O setor brasileiro de rochas naturais alcançou um marco histórico em junho de 2026. As exportações somaram US$ 165,2 milhões (cerca de R$ 843,5 milhões), registrando o maior faturamento mensal já obtido pela indústria no país. O resultado representa um crescimento de 34,1% em relação ao mesmo mês do ano passado.
Os dados foram divulgados pela Associação Brasileira de Rochas Naturais (Centrorochas) e reforçam a importância do segmento, especialmente para o Espírito Santo, principal polo produtor e exportador de rochas ornamentais do Brasil.
Apesar do recorde em junho, o desempenho acumulado do primeiro semestre ficou ligeiramente abaixo do registrado em 2025. Entre janeiro e junho, as exportações totalizaram US$ 711,1 milhões (aproximadamente R$ 3,6 bilhões), uma redução de 4,2% na comparação com o mesmo período do ano anterior.
Quartzitos lideram crescimento
O grande destaque do semestre foi o avanço dos quartzitos, que passaram a responder por 60,3% de todo o faturamento do setor. As exportações desse material atingiram US$ 428,5 milhões (cerca de R$ 2,1 bilhões), crescimento de 6,7% em relação ao primeiro semestre de 2025 e um novo recorde para o segmento.
Enquanto isso, materiais tradicionalmente fortes na pauta de exportações registraram queda nas vendas externas. O granito apresentou retração de 18,4%, o mármore recuou 26,7% e a ardósia teve redução de 7%.
O crescimento dos quartzitos acompanha uma tendência mundial. O material brasileiro vem sendo cada vez mais utilizado em projetos de arquitetura, design de interiores e construções de alto padrão, graças à sua resistência, beleza e variedade de cores e texturas.
Espírito Santo segue como referência
Segundo o presidente da Centrorochas, Tales Machado, o desempenho demonstra a capacidade da indústria brasileira de agregar valor aos seus produtos e aproveitar a diversidade geológica do país.
“O Brasil possui mais de 1.200 variedades de rochas naturais, e essa diversidade tem permitido ao setor responder rapidamente às mudanças da demanda internacional. O crescimento dos quartzitos demonstra nossa capacidade de desenvolver mercados para produtos de maior valor agregado, sem deixar de investir na ampliação das oportunidades para outros minerais”, destacou.
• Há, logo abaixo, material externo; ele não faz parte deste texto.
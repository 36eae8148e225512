//! # simdex Embed
//!
//! Embedding generator for the simdex similarity engine: deterministic
//! TF-IDF features over a fixed retail vocabulary, reconciled to the
//! configured dimension and L2-normalized.
//!
//! ## Example
//!
//! ```rust
//! use simdex_embed::TextEmbedder;
//!
//! let embedder = TextEmbedder::new(384);
//! let a = embedder.embed("red running shoes");
//! let b = embedder.embed("red sneakers");
//! assert!(a.cosine_similarity(&b) > 0.0);
//! ```

pub mod product;
pub mod vectorizer;

pub use product::{ProductDoc, TextEmbedder};
pub use vectorizer::TfIdfVectorizer;
use std::time::Duration;

use clap::Parser;
use tracing::{info, Level};
use tracing_subscriber::FmtSubscriber;

use simdex::config::{AppConfig, EventBackend, VectorBackend};
use simdex::context::ServiceContext;

/// Product similarity engine with event-driven index maintenance
#[derive(Parser, Debug)]
#[command(name = "simdex")]
#[command(about = "Product similarity engine with event-driven index maintenance", long_about = None)]
struct Args {
    /// Embedding dimension
    #[arg(long, env = "SIMDEX_DIMENSION", default_value_t = 384)]
    dimension: usize,

    /// Default similarity score floor
    #[arg(long, env = "SIMDEX_MIN_SCORE", default_value_t = 0.75)]
    min_score: f32,

    /// Vector collection name
    #[arg(long, env = "SIMDEX_COLLECTION", default_value = "products")]
    collection: String,

    /// Vector store backend: local or remote
    #[arg(long, env = "SIMDEX_VECTOR_BACKEND", default_value = "local")]
    vector_backend: String,

    /// Event log backend: log or table
    #[arg(long, env = "SIMDEX_EVENT_BACKEND", default_value = "log")]
    event_backend: String,

    /// Remote vector store endpoint, required with --vector-backend remote
    #[arg(long, env = "SIMDEX_REMOTE_ENDPOINT")]
    remote_endpoint: Option<String>,

    /// Event log partition count
    #[arg(long, default_value_t = 8)]
    partitions: usize,

    /// Visibility timeout for claimed entries, in seconds
    #[arg(long, default_value_t = 30)]
    visibility_timeout: u64,

    /// Claim batch size
    #[arg(long, default_value_t = 10)]
    batch_size: usize,

    /// Number of consumer workers
    #[arg(long, default_value_t = 2)]
    consumers: usize,

    /// Log level
    #[arg(long, default_value = "info")]
    log_level: String,
}

#[tokio::main]
async fn main() -> anyhow::Result<()> {
    let args = Args::parse();

    let log_level = match args.log_level.as_str() {
        "trace" => Level::TRACE,
        "debug" => Level::DEBUG,
        "info" => Level::INFO,
        "warn" => Level::WARN,
        "error" => Level::ERROR,
        _ => Level::INFO,
    };

    let subscriber = FmtSubscriber::builder()
        .with_max_level(log_level)
        .finish();
    tracing::subscriber::set_global_default(subscriber)?;

    let config = AppConfig {
        dimension: args.dimension,
        min_score: args.min_score,
        collection: args.collection,
        vector_backend: args.vector_backend.parse::<VectorBackend>()?,
        event_backend: args.event_backend.parse::<EventBackend>()?,
        remote_endpoint: args.remote_endpoint,
        partitions: args.partitions,
        visibility_timeout: Duration::from_secs(args.visibility_timeout),
        batch_size: args.batch_size,
        consumers: args.consumers,
        ..Default::default()
    };

    info!("Starting simdex v{}", env!("CARGO_PKG_VERSION"));
    let context = ServiceContext::from_config(config)?;
    let indexers = context.spawn_indexers()?;
    info!(workers = indexers.len(), "simdex started");

    tokio::signal::ctrl_c().await?;
    info!("Shutdown signal received");
    for indexer in &indexers {
        indexer.stop();
    }
    info!("Shutting down...");
    Ok(())
}
use std::cmp::{Ordering, Reverse};
use std::collections::BinaryHeap;

use ahash::{AHashMap, AHashSet};
use ordered_float::OrderedFloat;

use crate::Vector;

#[inline]
fn dot(a: &[f32], b: &[f32]) -> f32 {
    a.iter().zip(b.iter()).map(|(x, y)| x * y).sum()
}

#[derive(Debug)]
struct Node {
    product_id: String,
    /// Adjacency lists, one per layer the node participates in.
    layers: Vec<Vec<usize>>,
}

/// Incremental approximate nearest neighbor index over unit-normalized
/// vectors, in the HNSW family: layered greedy graph search with random
/// layer assignment.
///
/// Vectors live in one contiguous buffer for cache locality. Removal is a
/// tombstone: the slot stays in the graph as a waypoint but is dropped
/// from results, so deletes never force a rebuild. Distance is
/// `1 - dot(q, v)`, which equals cosine distance for unit vectors.
pub struct AnnIndex {
    dim: usize,
    max_connections: usize,
    max_layers: usize,
    ef_construction: usize,
    nodes: Vec<Node>,
    vectors: Vec<f32>,
    live: Vec<bool>,
    id_to_node: AHashMap<String, usize>,
    top_layer: usize,
}

impl AnnIndex {
    pub fn new(dim: usize, max_connections: usize, max_layers: usize) -> Self {
        Self {
            dim,
            max_connections,
            max_layers: max_layers.max(1),
            ef_construction: 100,
            nodes: Vec::new(),
            vectors: Vec::new(),
            live: Vec::new(),
            id_to_node: AHashMap::default(),
            top_layer: 0,
        }
    }

    /// Number of live (searchable) entries.
    #[inline]
    #[must_use]
    pub fn len(&self) -> usize {
        self.id_to_node.len()
    }

    #[inline]
    #[must_use]
    pub fn is_empty(&self) -> bool {
        self.id_to_node.is_empty()
    }

    /// Total graph slots, live and tombstoned.
    #[inline]
    #[must_use]
    pub fn slots(&self) -> usize {
        self.nodes.len()
    }

    #[inline]
    fn vector_of(&self, idx: usize) -> &[f32] {
        &self.vectors[idx * self.dim..(idx + 1) * self.dim]
    }

    #[inline]
    fn distance(&self, query: &[f32], idx: usize) -> f32 {
        1.0 - dot(query, self.vector_of(idx))
    }

    fn select_layer(&self) -> usize {
        let mut layer = 0;
        while layer + 1 < self.max_layers && rand::random::<f32>() < 0.5 {
            layer += 1;
        }
        layer
    }

    /// Greedy beam search at one layer, returning up to `ef` candidates
    /// sorted by distance ascending (node index breaks exact ties).
    fn search_layer(&self, query: &[f32], entry: usize, ef: usize, layer: usize) -> Vec<(usize, f32)> {
        let mut visited: AHashSet<usize> = AHashSet::default();
        let mut candidates: BinaryHeap<Reverse<(OrderedFloat<f32>, usize)>> = BinaryHeap::new();
        let mut results: BinaryHeap<(OrderedFloat<f32>, usize)> = BinaryHeap::new();

        let entry_dist = OrderedFloat(self.distance(query, entry));
        visited.insert(entry);
        candidates.push(Reverse((entry_dist, entry)));
        results.push((entry_dist, entry));

        while let Some(Reverse((dist, idx))) = candidates.pop() {
            let worst = results
                .peek()
                .map(|&(d, _)| d)
                .unwrap_or(OrderedFloat(f32::INFINITY));
            if results.len() >= ef && dist > worst {
                break;
            }
            let Some(neighbors) = self.nodes[idx].layers.get(layer) else {
                continue;
            };
            for &neighbor in neighbors {
                if !visited.insert(neighbor) {
                    continue;
                }
                let d = OrderedFloat(self.distance(query, neighbor));
                let worst = results
                    .peek()
                    .map(|&(w, _)| w)
                    .unwrap_or(OrderedFloat(f32::INFINITY));
                if results.len() < ef || d < worst {
                    candidates.push(Reverse((d, neighbor)));
                    results.push((d, neighbor));
                    if results.len() > ef {
                        results.pop();
                    }
                }
            }
        }

        let mut out: Vec<(usize, f32)> = results
            .into_iter()
            .map(|(dist, idx)| (idx, dist.0))
            .collect();
        out.sort_by(|a, b| {
            a.1.partial_cmp(&b.1)
                .unwrap_or(Ordering::Equal)
                .then_with(|| a.0.cmp(&b.0))
        });
        out
    }

    /// Insert a unit-normalized vector. Re-inserting an id tombstones the
    /// old slot and links a fresh one.
    pub fn insert(&mut self, product_id: &str, vector: &Vector) {
        debug_assert_eq!(vector.dim(), self.dim);
        if let Some(&old) = self.id_to_node.get(product_id) {
            self.live[old] = false;
        }

        let layer = self.select_layer();
        let idx = self.nodes.len();
        self.vectors.extend_from_slice(vector.as_slice());
        self.live.push(true);

        let mut node = Node {
            product_id: product_id.to_string(),
            layers: vec![Vec::new(); layer + 1],
        };

        if idx == 0 {
            self.nodes.push(node);
            self.top_layer = layer;
            self.id_to_node.insert(product_id.to_string(), 0);
            return;
        }

        let query = vector.as_slice().to_vec();
        let mut entry = 0usize;
        for l in ((layer + 1)..=self.top_layer).rev() {
            if let Some(&(best, _)) = self.search_layer(&query, entry, 1, l).first() {
                entry = best;
            }
        }

        for l in (0..=layer.min(self.top_layer)).rev() {
            let found = self.search_layer(&query, entry, self.ef_construction, l);
            if let Some(&(best, _)) = found.first() {
                entry = best;
            }
            let neighbors: Vec<usize> = found
                .iter()
                .take(self.max_connections)
                .map(|&(i, _)| i)
                .collect();
            node.layers[l] = neighbors.clone();
            for neighbor in neighbors {
                let needs_trim = match self.nodes[neighbor].layers.get_mut(l) {
                    Some(adj) => {
                        adj.push(idx);
                        adj.len() > self.max_connections * 2
                    }
                    None => false,
                };
                if needs_trim {
                    self.trim_neighbors(neighbor, l);
                }
            }
        }

        self.nodes.push(node);
        self.top_layer = self.top_layer.max(layer);
        self.id_to_node.insert(product_id.to_string(), idx);
    }

    /// Keep only the closest connections of an over-full adjacency list.
    fn trim_neighbors(&mut self, node_idx: usize, layer: usize) {
        let mut adj = std::mem::take(&mut self.nodes[node_idx].layers[layer]);
        let base: Vec<f32> = self.vector_of(node_idx).to_vec();
        adj.sort_by(|&a, &b| {
            let da = 1.0 - dot(&base, self.vector_of(a));
            let db = 1.0 - dot(&base, self.vector_of(b));
            da.partial_cmp(&db).unwrap_or(Ordering::Equal)
        });
        adj.truncate(self.max_connections * 2);
        self.nodes[node_idx].layers[layer] = adj;
    }

    /// Tombstone the entry for `product_id`. Returns whether it was live.
    pub fn remove(&mut self, product_id: &str) -> bool {
        match self.id_to_node.remove(product_id) {
            Some(idx) => {
                self.live[idx] = false;
                true
            }
            None => false,
        }
    }

    /// Up to `k` live nearest neighbors of a unit-normalized query, as
    /// `(product_id, cosine similarity)` with similarity descending.
    pub fn search(&self, query: &Vector, k: usize) -> Vec<(String, f32)> {
        if self.nodes.is_empty() || k == 0 {
            return Vec::new();
        }
        let ef = (k + k / 2).max(16);
        let query = query.as_slice();

        let mut entry = 0usize;
        for l in (1..=self.top_layer).rev() {
            if let Some(&(best, _)) = self.search_layer(query, entry, 1, l).first() {
                entry = best;
            }
        }

        self.search_layer(query, entry, ef, 0)
            .into_iter()
            .filter(|&(idx, _)| self.live[idx])
            .take(k)
            .map(|(idx, dist)| (self.nodes[idx].product_id.clone(), 1.0 - dist))
            .collect()
    }
}

#[cfg(test)]
mod tests {
    use super::*;

    fn unit(angle: f32) -> Vector {
        Vector::new(vec![angle.cos(), angle.sin()])
    }

    fn build(n: usize) -> AnnIndex {
        let mut index = AnnIndex::new(2, 16, 4);
        for i in 0..n {
            let v = unit(i as f32 * 0.1);
            index.insert(&format!("p{}", i), &v);
        }
        index
    }

    #[test]
    fn test_insert_search() {
        let index = build(30);
        assert_eq!(index.len(), 30);

        let results = index.search(&unit(0.5), 3);
        assert!(!results.is_empty());
        assert_eq!(results[0].0, "p5");
        assert!(results[0].1 > 0.999);
    }

    #[test]
    fn test_remove_is_tombstone() {
        let mut index = build(10);
        assert!(index.remove("p3"));
        assert!(!index.remove("p3"));
        assert_eq!(index.len(), 9);
        assert_eq!(index.slots(), 10);

        let results = index.search(&unit(0.3), 10);
        assert!(results.iter().all(|(id, _)| id != "p3"));
    }

    #[test]
    fn test_reinsert_replaces() {
        let mut index = build(10);
        index.insert("p0", &unit(2.0));
        assert_eq!(index.len(), 10);
        assert_eq!(index.slots(), 11);

        let results = index.search(&unit(2.0), 1);
        assert_eq!(results[0].0, "p0");
        assert!(results[0].1 > 0.999);
    }

    #[test]
    fn test_scores_descend() {
        let index = build(30);
        let results = index.search(&unit(1.0), 10);
        for pair in results.windows(2) {
            assert!(pair[0].1 >= pair[1].1);
        }
    }
}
Estados Unidos lideram; China amplia compras
Os Estados Unidos continuam sendo o principal destino das rochas brasileiras, concentrando 51,2% das exportações. No primeiro semestre, o país importou US$ 364,3 milhões (cerca de R$ 1,8 bilhão) em produtos brasileiros, embora tenha reduzido suas compras em 14,4%.
Já a China apresentou forte expansão e consolidou-se como o principal mercado em crescimento para o setor. As importações chinesas aumentaram 32,8%, alcançando US$ 147,7 milhões (aproximadamente R$ 754,6 milhões).
Além da China, outros mercados também ampliaram significativamente a compra de blocos de rochas brasileiras, como Índia, com crescimento de 23,3%, e Polônia, que registrou alta de 33,7%, abrindo novas perspectivas para a expansão internacional da indústria brasileira.